The Myth of Terrorism, Part Deux

By Larry C. Johnson
t r u t h o u t | Perspective

Monday 03 July 2006

How afraid should we be? If you listen to the Bush administration, a minority of Supreme Court Justices, and the extreme right wing, the answer is simple: RUN, RUN FOR YOUR LIVES! President Bush and Vice President Cheney have said repeatedly that terrorism is an "unprecedented threat." Because it is unprecedented, we must, therefore, be prepared to do anything. Ron Suskind writes in his latest oeuvre, The One Percent Doctrine, that Vice President Dick Cheney said:

if there's a one percent chance that al-Qaeda could get its hands on weapons of mass destruction, "we need to treat it as a certainty. It's not about our analysis, or finding a preponderance of evidence. It's about our response."

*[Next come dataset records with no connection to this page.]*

// lexvary: Generate lexical variations of a word or sentence.
//
// With an INPUT argument every option is enabled except those passed with
// --without. Without INPUT (and without --batch) the text and each option
// are asked for interactively.
//
// Usage:
//   lexvary [INPUT] [-o PATH] [-n NAME] [-f FORMAT] [--without FLAG]...
//           [--seed N] [--sort] [--batch FILE|-] [-q] [-v]
//
// Logging goes to stderr; RUST_LOG overrides the level chosen by -v.

use std::io::{self, Write};
use std::path::PathBuf;

use clap::Parser;
use tracing_subscriber::EnvFilter;

use lexvary::output::{check_list_name, display_variations, save_variations};
use lexvary::variation::{NumberSource, SeededSource, ThreadRngSource};
use lexvary::{
    DEFAULT_LIST_NAME, OptionFlag, OutputFormat, VariationOptions, generate_batch,
    generate_batch_seeded, generate_variations_with_source,
};
use lexvary_cli::FormatArg;

#[derive(Parser, Debug)]
#[command(name = "lexvary", version, about = "Generate lexical variations of a word or sentence")]
struct Cli {
    /// Word or sentence to vary. Prompted for when omitted.
    input: Option<String>,

    /// Save the variations to this file.
    #[arg(short, long)]
    output: Option<PathBuf>,

    /// Identifier of the saved list.
    #[arg(short, long, default_value = DEFAULT_LIST_NAME)]
    name: String,

    /// Format of the saved file.
    #[arg(short, long, value_enum, default_value_t = FormatArg::Python)]
    format: FormatArg,

    /// Disable an option (repeatable).
    #[arg(long, value_name = "FLAG", value_parser = lexvary_cli::parse_flag)]
    without: Vec<OptionFlag>,

    /// Seed the decoration numbers for reproducible output.
    #[arg(long)]
    seed: Option<u64>,

    /// Sort the variations before printing and saving.
    #[arg(long)]
    sort: bool,

    /// Read one input per line from FILE (`-` for stdin).
    #[arg(long, value_name = "FILE", conflicts_with = "input")]
    batch: Option<String>,

    /// Do not print the variation listing.
    #[arg(short, long)]
    quiet: bool,

    /// Enable debug logging.
    #[arg(short, long)]
    verbose: bool,
}

fn init_tracing(verbose: bool) {
    let default_level = if verbose { "debug" } else { "info" };
    let filter =
        EnvFilter::try_from_default_env().unwrap_or_else(|_| EnvFilter::new(default_level));
    tracing_subscriber::fmt()
        .with_env_filter(filter)
        .with_target(false)
        .with_writer(io::stderr)
        .init();
}

/// Run one input through the dispatcher. Invalid input ends the process.
fn generate_single(text: &str, options: &VariationOptions, seed: Option<u64>) -> Vec<String> {
    let mut numbers: Box<dyn NumberSource> = match seed {
        Some(seed) => Box::new(SeededSource::new(seed)),
        None => Box::new(ThreadRngSource),
    };
    generate_variations_with_source(text, options, numbers.as_mut())
        .unwrap_or_else(|e| lexvary_cli::fail(&e))
}

fn generate_from_batch(path: &str, options: &VariationOptions, seed: Option<u64>) -> Vec<String> {
    let inputs = lexvary_cli::read_batch_inputs(path)
        .unwrap_or_else(|e| lexvary_cli::fail(&format!("cannot read {path}: {e}")));
    tracing::debug!(inputs = inputs.len(), "batch loaded");
    let results = match seed {
        Some(seed) => generate_batch_seeded(&inputs, options, seed),
        None => generate_batch(&inputs, options),
    };
    lexvary_cli::merge_results(&inputs, results)
}

fn main() {
    let cli = Cli::parse();
    init_tracing(cli.verbose);

    let format = OutputFormat::from(cli.format);
    if cli.output.is_some() {
        if let Err(e) = check_list_name(format, &cli.name) {
            lexvary_cli::fail(&e);
        }
    }

    let mut variations = if let Some(path) = cli.batch.as_deref() {
        let options = lexvary_cli::options_without(&cli.without);
        tracing::info!("starting variation generation");
        generate_from_batch(path, &options, cli.seed)
    } else {
        let (text, options) = match cli.input {
            Some(text) => (text, lexvary_cli::options_without(&cli.without)),
            None => {
                let stdin = io::stdin();
                let mut reader = stdin.lock();
                let mut stdout = io::stdout();
                let text = lexvary_cli::prompt_line(&mut reader, &mut stdout, "Text to vary:")
                    .unwrap_or_else(|e| lexvary_cli::fail(&e))
                    .unwrap_or_default();
                let options = lexvary_cli::prompt_options(&mut reader, &mut stdout)
                    .unwrap_or_else(|e| lexvary_cli::fail(&e));
                (text, options)
            }
        };
        tracing::info!("starting variation generation");
        generate_single(&text, &options, cli.seed)
    };
    tracing::info!("generation finished ({} variations)", variations.len());

    if cli.sort {
        variations.sort();
    }

    if !cli.quiet {
        let stdout = io::stdout();
        let mut out = stdout.lock();
        if let Err(e) = display_variations(&mut out, &variations).and_then(|()| out.flush()) {
            lexvary_cli::fail(&e);
        }
    }

    if let Some(path) = cli.output.as_deref() {
        if let Err(e) = save_variations(path, format, &cli.name, &variations) {
            lexvary_cli::fail(&e);
        }
        tracing::info!("variations written to {}", path.display());
    }
}
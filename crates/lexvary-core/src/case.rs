// Case conversion for words and phrases

use crate::character::is_cased;

/// Case transformation produced by the case rule.
#[derive(Debug, Clone, Copy, PartialEq, Eq, Hash)]
pub enum CaseVariant {
    /// Every letter lowercased: "bonjour le monde".
    Lower,
    /// Every letter uppercased: "BONJOUR LE MONDE".
    Upper,
    /// First character uppercased, the rest lowercased: "Bonjour le monde".
    Capitalized,
    /// Every word capitalized: "Bonjour Le Monde".
    Title,
}

impl CaseVariant {
    /// All variants, in the order the case rule emits them.
    pub const ALL: [CaseVariant; 4] = [
        CaseVariant::Lower,
        CaseVariant::Upper,
        CaseVariant::Capitalized,
        CaseVariant::Title,
    ];

    /// Apply this case transformation to `text`.
    pub fn apply(self, text: &str) -> String {
        match self {
            CaseVariant::Lower => text.to_lowercase(),
            CaseVariant::Upper => text.to_uppercase(),
            CaseVariant::Capitalized => capitalize(text),
            CaseVariant::Title => title_case(text),
        }
    }
}

/// Uppercase the first character and lowercase the rest.
///
/// Characters with multi-character case mappings expand ("ß" becomes "SS").
pub fn capitalize(text: &str) -> String {
    let mut chars = text.chars();
    match chars.next() {
        None => String::new(),
        Some(first) => first
            .to_uppercase()
            .chain(chars.flat_map(char::to_lowercase))
            .collect(),
    }
}

/// Uppercase the first character and leave the rest untouched.
///
/// Used when collapsing a phrase to camel case, where internal capitals of
/// a token are preserved.
pub fn upper_first(text: &str) -> String {
    let mut chars = text.chars();
    match chars.next() {
        None => String::new(),
        Some(first) => first.to_uppercase().chain(chars).collect(),
    }
}

/// Title-case `text`: a cased character that follows an uncased one (or
/// starts the text) is uppercased, every other cased character is
/// lowercased.
///
/// Word boundaries are any uncased character, so "c'est" becomes "C'Est"
/// and "3d" becomes "3D".
pub fn title_case(text: &str) -> String {
    let mut out = String::with_capacity(text.len());
    let mut prev_cased = false;
    for c in text.chars() {
        if prev_cased {
            out.extend(c.to_lowercase());
        } else {
            out.extend(c.to_uppercase());
        }
        prev_cased = is_cased(c);
    }
    out
}
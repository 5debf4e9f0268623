// Criterion benchmarks for lexvary.
//
// Run:
//   cargo bench -p lexvary

use criterion::{Criterion, criterion_group, criterion_main};
use std::hint::black_box;

use lexvary::variation::FixedSource;
use lexvary::{
    VariationOptions, generate_batch, generate_sentence_variations,
    generate_word_variations_with_source,
};

const WORDS: &[&str] = &[
    "password", "administrateur", "facade", "bonjour", "balloon", "secret", "motdepasse",
    "utilisateur", "connexion", "caf\u{00E9}",
];

const SENTENCES: &[&str] = &[
    "bonjour le monde",
    "par exemple, s'il vous pla\u{00EE}t",
    "donne moi un exemple",
    "c'est-\u{00E0}-dire mot de passe",
];

fn bench_words(c: &mut Criterion) {
    let options = VariationOptions::all();
    c.bench_function("word_variations", |b| {
        b.iter(|| {
            for word in WORDS {
                let out =
                    generate_word_variations_with_source(black_box(word), &options, &mut FixedSource(42));
                black_box(out.ok());
            }
        })
    });
}

fn bench_sentences(c: &mut Criterion) {
    let options = VariationOptions::all();
    c.bench_function("sentence_variations", |b| {
        b.iter(|| {
            for sentence in SENTENCES {
                black_box(generate_sentence_variations(black_box(sentence), &options).ok());
            }
        })
    });
}

/// Fan-out over a larger input list.
fn bench_batch(c: &mut Criterion) {
    let options = VariationOptions::all();
    let inputs: Vec<String> = (0..256)
        .map(|i| {
            if i % 4 == 0 {
                SENTENCES[i % SENTENCES.len()].to_string()
            } else {
                format!("{}{i}", WORDS[i % WORDS.len()])
            }
        })
        .collect();
    c.bench_function("batch_256", |b| {
        b.iter(|| black_box(generate_batch(black_box(&inputs), &options)))
    });
}

criterion_group!(benches, bench_words, bench_sentences, bench_batch);
criterion_main!(benches);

The fear of terrorism is understandable, but completely irrational. Let me return for a moment to a much criticized op-ed in the New York Times that I wrote in the summer of 2001. I said:

Judging from news reports and the portrayal of villains in our popular entertainment, Americans are bedeviled by fantasies about terrorism. They seem to believe that terrorism is the greatest threat to the United States and that it is becoming more widespread and lethal. They are likely to think that the United States is the most popular target of terrorists. And they almost certainly have the impression that extremist Islamic groups cause most terrorism.... None of these beliefs are based in fact.... While terrorism is not vanquished, in a world where thousands of nuclear warheads are still aimed across the continents, terrorism is not the biggest security challenge confronting the United States, and it should not be portrayed that way.

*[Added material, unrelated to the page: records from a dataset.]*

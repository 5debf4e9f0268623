// Variation options: one boolean per optional rule family

use serde::{Deserialize, Serialize};

/// Flags selecting which optional rules run.
///
/// Every field is required and no flag implies another. There is no
/// `Default` impl; call sites pick [`VariationOptions::all`] or
/// [`VariationOptions::none`] and adjust from there.
#[derive(Debug, Clone, Copy, PartialEq, Eq, Hash, Serialize, Deserialize)]
pub struct VariationOptions {
    /// Leet-speak substitution (words and phrases).
    pub leet: bool,
    /// Abbreviation substitution (phrases only).
    pub abbreviations: bool,
    /// Synonym substitution (phrases only).
    pub synonyms: bool,
    /// Symbol wrapping for words, delimiter replacement for phrases.
    pub special_chars: bool,
    /// Lower/upper/capitalized/title case variants.
    pub case: bool,
    /// Accent toggling (words only).
    pub accents: bool,
    /// Vowel removal (words only).
    pub remove_vowels: bool,
}

impl VariationOptions {
    /// Every flag enabled. This is what the command line uses when the
    /// input is passed as an argument.
    pub const fn all() -> Self {
        Self {
            leet: true,
            abbreviations: true,
            synonyms: true,
            special_chars: true,
            case: true,
            accents: true,
            remove_vowels: true,
        }
    }

    /// Every flag disabled. Only the unconditional rules run.
    pub const fn none() -> Self {
        Self {
            leet: false,
            abbreviations: false,
            synonyms: false,
            special_chars: false,
            case: false,
            accents: false,
            remove_vowels: false,
        }
    }

    /// Return the state of a single flag.
    pub fn is_enabled(&self, flag: OptionFlag) -> bool {
        match flag {
            OptionFlag::Leet => self.leet,
            OptionFlag::Abbreviations => self.abbreviations,
            OptionFlag::Synonyms => self.synonyms,
            OptionFlag::SpecialChars => self.special_chars,
            OptionFlag::Case => self.case,
            OptionFlag::Accents => self.accents,
            OptionFlag::RemoveVowels => self.remove_vowels,
        }
    }

    /// Set a single flag.
    pub fn set(&mut self, flag: OptionFlag, enabled: bool) {
        let field = match flag {
            OptionFlag::Leet => &mut self.leet,
            OptionFlag::Abbreviations => &mut self.abbreviations,
            OptionFlag::Synonyms => &mut self.synonyms,
            OptionFlag::SpecialChars => &mut self.special_chars,
            OptionFlag::Case => &mut self.case,
            OptionFlag::Accents => &mut self.accents,
            OptionFlag::RemoveVowels => &mut self.remove_vowels,
        };
        *field = enabled;
    }

    /// Copy of these options with the given flags turned off.
    pub fn without(mut self, flags: &[OptionFlag]) -> Self {
        for &flag in flags {
            self.set(flag, false);
        }
        self
    }
}

/// Name of a single option flag.
#[derive(Debug, Clone, Copy, PartialEq, Eq, Hash)]
pub enum OptionFlag {
    Leet,
    Abbreviations,
    Synonyms,
    SpecialChars,
    Case,
    Accents,
    RemoveVowels,
}

impl OptionFlag {
    /// All flags, in the order they are asked interactively.
    pub const ALL: [OptionFlag; 7] = [
        OptionFlag::Leet,
        OptionFlag::Abbreviations,
        OptionFlag::Synonyms,
        OptionFlag::SpecialChars,
        OptionFlag::Case,
        OptionFlag::Accents,
        OptionFlag::RemoveVowels,
    ];

    /// The snake_case key of the flag, identical to the serialized field
    /// name of [`VariationOptions`].
    pub fn name(self) -> &'static str {
        match self {
            OptionFlag::Leet => "leet",
            OptionFlag::Abbreviations => "abbreviations",
            OptionFlag::Synonyms => "synonyms",
            OptionFlag::SpecialChars => "special_chars",
            OptionFlag::Case => "case",
            OptionFlag::Accents => "accents",
            OptionFlag::RemoveVowels => "remove_vowels",
        }
    }

    /// Look up a flag by its snake_case key.
    pub fn from_name(name: &str) -> Option<Self> {
        Self::ALL.into_iter().find(|flag| flag.name() == name)
    }

    /// Question put to the user when options are collected interactively.
    pub fn question(self) -> &'static str {
        match self {
            OptionFlag::Leet => "Generate leet speak (1337) variations?",
            OptionFlag::Abbreviations => "Use common abbreviations?",
            OptionFlag::Synonyms => "Use synonyms?",
            OptionFlag::SpecialChars => "Add special characters?",
            OptionFlag::Case => "Generate case variations?",
            OptionFlag::Accents => "Toggle accents?",
            OptionFlag::RemoveVowels => "Remove vowels for some variations?",
        }
    }
}
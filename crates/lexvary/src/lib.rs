//! Lexical variation generator.
//!
//! Given a word or a short phrase and a set of [`VariationOptions`], this
//! crate produces a deduplicated, unordered list of mutated strings for
//! wordlist-style enumeration: case variants, leet speak, accent toggling,
//! symbol wrapping, whitespace padding, delimiter and camel-case forms,
//! abbreviation and synonym substitution, and numeric decoration.
//!
//! # Architecture
//!
//! - [`variation`] -- rules, the per-generation status, strategies and
//!   number sources
//! - [`generator`] -- validated entry points, dispatch and batch fan-out
//! - [`output`] -- list serialization and display
//!
//! ```
//! use lexvary::{VariationOptions, generate_variations};
//!
//! let variations = generate_variations("test", &VariationOptions::all()).unwrap();
//! assert!(variations.iter().any(|v| v == "TEST"));
//! ```

pub mod generator;
pub mod output;
pub mod variation;

pub use generator::{
    InputKind, generate_batch, generate_batch_seeded, generate_sentence_variations,
    generate_sentence_variations_with_source, generate_variations,
    generate_variations_with_source, generate_word_variations,
    generate_word_variations_with_source,
};
pub use lexvary_core::{OptionFlag, VariationError, VariationOptions, validate_input};
pub use output::{DEFAULT_LIST_NAME, OutputError, OutputFormat};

I stand by that assessment. At that time most of the terrorist attacks counted by the intelligence community where carried out by non-Islamist groups. Unfortunately, some who read this piece were unaware of my previous work, an op-ed penned with Milt Bearden in November of 2000 and my interviews with Frontline in August of 1998, in which I identified Bin Laden and al-Qaeda as our main terrorist threats.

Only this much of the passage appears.